*** Source information Section Begins ***

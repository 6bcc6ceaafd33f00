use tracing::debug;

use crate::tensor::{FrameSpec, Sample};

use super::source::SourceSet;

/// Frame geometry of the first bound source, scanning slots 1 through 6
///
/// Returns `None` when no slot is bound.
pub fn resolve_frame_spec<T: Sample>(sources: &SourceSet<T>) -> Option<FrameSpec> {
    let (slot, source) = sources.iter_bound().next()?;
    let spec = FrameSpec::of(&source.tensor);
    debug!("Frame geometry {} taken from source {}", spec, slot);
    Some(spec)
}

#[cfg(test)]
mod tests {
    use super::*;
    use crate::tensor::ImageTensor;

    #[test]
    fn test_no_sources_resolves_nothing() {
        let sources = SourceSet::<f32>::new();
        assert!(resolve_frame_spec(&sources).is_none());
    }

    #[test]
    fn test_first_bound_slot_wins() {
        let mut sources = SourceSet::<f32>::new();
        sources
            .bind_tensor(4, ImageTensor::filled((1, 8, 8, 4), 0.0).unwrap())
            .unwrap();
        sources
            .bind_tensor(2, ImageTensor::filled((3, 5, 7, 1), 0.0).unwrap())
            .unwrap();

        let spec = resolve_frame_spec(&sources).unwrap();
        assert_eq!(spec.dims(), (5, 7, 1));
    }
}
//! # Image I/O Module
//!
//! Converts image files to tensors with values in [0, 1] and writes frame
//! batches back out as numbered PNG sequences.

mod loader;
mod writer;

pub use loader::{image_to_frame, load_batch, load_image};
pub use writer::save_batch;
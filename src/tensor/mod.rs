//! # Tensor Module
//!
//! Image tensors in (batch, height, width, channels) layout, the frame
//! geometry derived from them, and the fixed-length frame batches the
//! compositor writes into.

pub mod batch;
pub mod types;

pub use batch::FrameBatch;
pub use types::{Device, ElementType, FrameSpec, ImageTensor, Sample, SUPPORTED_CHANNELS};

*** Source information Section Ends ***
*** Source information Section Begins ***

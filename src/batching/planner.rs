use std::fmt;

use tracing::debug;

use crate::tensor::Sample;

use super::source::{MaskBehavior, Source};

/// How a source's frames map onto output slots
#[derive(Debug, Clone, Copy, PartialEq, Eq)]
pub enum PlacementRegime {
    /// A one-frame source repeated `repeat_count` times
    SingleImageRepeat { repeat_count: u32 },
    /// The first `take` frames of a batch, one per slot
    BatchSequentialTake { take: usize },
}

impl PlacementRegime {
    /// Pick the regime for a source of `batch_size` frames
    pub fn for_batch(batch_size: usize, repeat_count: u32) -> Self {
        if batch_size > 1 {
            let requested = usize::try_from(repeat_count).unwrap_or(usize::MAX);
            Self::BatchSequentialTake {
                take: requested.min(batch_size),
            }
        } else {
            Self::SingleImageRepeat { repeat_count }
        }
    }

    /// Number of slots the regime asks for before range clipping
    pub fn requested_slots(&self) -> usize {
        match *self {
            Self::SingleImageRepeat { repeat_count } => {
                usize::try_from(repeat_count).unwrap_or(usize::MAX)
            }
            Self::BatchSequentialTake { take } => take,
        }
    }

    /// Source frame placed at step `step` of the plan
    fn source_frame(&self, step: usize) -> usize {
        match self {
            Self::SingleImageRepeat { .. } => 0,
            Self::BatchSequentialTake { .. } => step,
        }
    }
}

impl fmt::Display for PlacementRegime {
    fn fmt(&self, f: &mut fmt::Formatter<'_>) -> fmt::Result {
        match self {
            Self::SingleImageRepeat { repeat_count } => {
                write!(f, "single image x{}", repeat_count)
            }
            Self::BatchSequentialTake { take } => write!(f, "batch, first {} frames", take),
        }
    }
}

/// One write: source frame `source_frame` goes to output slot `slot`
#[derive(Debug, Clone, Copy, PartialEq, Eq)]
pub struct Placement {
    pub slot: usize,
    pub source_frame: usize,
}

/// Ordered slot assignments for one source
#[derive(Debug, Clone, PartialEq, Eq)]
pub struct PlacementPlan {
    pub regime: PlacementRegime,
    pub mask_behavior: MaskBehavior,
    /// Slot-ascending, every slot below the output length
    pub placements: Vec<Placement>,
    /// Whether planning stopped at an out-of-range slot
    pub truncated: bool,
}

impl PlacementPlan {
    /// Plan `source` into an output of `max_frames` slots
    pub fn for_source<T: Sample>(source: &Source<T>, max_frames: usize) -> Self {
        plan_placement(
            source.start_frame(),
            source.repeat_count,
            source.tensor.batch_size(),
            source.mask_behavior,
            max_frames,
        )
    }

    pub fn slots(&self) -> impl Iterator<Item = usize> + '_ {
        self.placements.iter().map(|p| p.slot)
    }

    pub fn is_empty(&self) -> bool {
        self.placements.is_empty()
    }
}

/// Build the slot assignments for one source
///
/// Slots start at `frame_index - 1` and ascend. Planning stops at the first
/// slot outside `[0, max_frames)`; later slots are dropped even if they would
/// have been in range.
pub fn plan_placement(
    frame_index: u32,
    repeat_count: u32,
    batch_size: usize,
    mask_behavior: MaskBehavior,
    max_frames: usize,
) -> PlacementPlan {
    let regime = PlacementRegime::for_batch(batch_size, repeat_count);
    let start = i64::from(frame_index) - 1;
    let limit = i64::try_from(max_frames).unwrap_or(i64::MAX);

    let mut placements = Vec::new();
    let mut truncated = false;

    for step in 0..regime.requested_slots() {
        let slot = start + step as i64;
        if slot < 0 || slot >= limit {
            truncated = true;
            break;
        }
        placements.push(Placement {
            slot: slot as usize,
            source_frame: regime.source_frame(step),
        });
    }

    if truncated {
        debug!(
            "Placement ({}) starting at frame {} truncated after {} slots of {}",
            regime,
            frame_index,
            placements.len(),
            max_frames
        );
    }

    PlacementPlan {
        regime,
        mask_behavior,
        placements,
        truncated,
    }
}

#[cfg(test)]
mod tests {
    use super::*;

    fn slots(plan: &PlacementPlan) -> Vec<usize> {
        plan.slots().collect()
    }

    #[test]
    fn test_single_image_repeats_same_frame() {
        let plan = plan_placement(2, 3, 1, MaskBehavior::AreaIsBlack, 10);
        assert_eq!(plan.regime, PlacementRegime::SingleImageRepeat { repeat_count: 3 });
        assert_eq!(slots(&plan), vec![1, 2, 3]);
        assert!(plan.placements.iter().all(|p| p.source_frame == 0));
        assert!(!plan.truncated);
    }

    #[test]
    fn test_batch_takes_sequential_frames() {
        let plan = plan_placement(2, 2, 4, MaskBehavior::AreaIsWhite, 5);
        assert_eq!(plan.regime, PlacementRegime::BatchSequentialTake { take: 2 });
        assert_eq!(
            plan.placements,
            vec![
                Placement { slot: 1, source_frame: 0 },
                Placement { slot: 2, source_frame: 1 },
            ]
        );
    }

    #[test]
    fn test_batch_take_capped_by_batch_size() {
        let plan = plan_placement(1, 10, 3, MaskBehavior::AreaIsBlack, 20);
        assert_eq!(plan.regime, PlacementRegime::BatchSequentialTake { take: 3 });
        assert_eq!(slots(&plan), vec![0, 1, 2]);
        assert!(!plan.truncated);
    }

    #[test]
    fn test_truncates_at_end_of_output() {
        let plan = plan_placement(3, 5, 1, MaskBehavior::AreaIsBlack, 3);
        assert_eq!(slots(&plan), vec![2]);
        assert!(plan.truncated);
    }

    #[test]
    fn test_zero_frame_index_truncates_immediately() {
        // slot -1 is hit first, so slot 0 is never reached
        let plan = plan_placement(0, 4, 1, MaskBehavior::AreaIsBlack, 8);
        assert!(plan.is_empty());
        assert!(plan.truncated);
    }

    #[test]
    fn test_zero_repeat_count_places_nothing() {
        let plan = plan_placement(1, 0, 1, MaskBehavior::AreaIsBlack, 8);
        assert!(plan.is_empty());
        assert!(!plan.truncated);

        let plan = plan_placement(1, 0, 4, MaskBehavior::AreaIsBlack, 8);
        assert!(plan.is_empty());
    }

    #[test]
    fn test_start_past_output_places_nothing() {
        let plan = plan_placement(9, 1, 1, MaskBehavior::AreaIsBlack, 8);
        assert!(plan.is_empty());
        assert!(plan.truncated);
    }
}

*** Source information Section Ends ***

Directions for this task: Print exactly the lines above from the one with "repository 6bcc6ceaafd33f00" to the one with "taken from source", including both.

Answer box:
repository 6bcc6ceaafd33f00
use tracing::debug;

use crate::tensor::{FrameSpec, Sample};

use super::source::SourceSet;

/// Frame geometry of the first bound source, scanning slots 1 through 6
///
/// Returns `None` when no slot is bound.
pub fn resolve_frame_spec<T: Sample>(sources: &SourceSet<T>) -> Option<FrameSpec> {
    let (slot, source) = sources.iter_bound().next()?;
    let spec = FrameSpec::of(&source.tensor);
    debug!("Frame geometry {} taken from source {}", spec, slot);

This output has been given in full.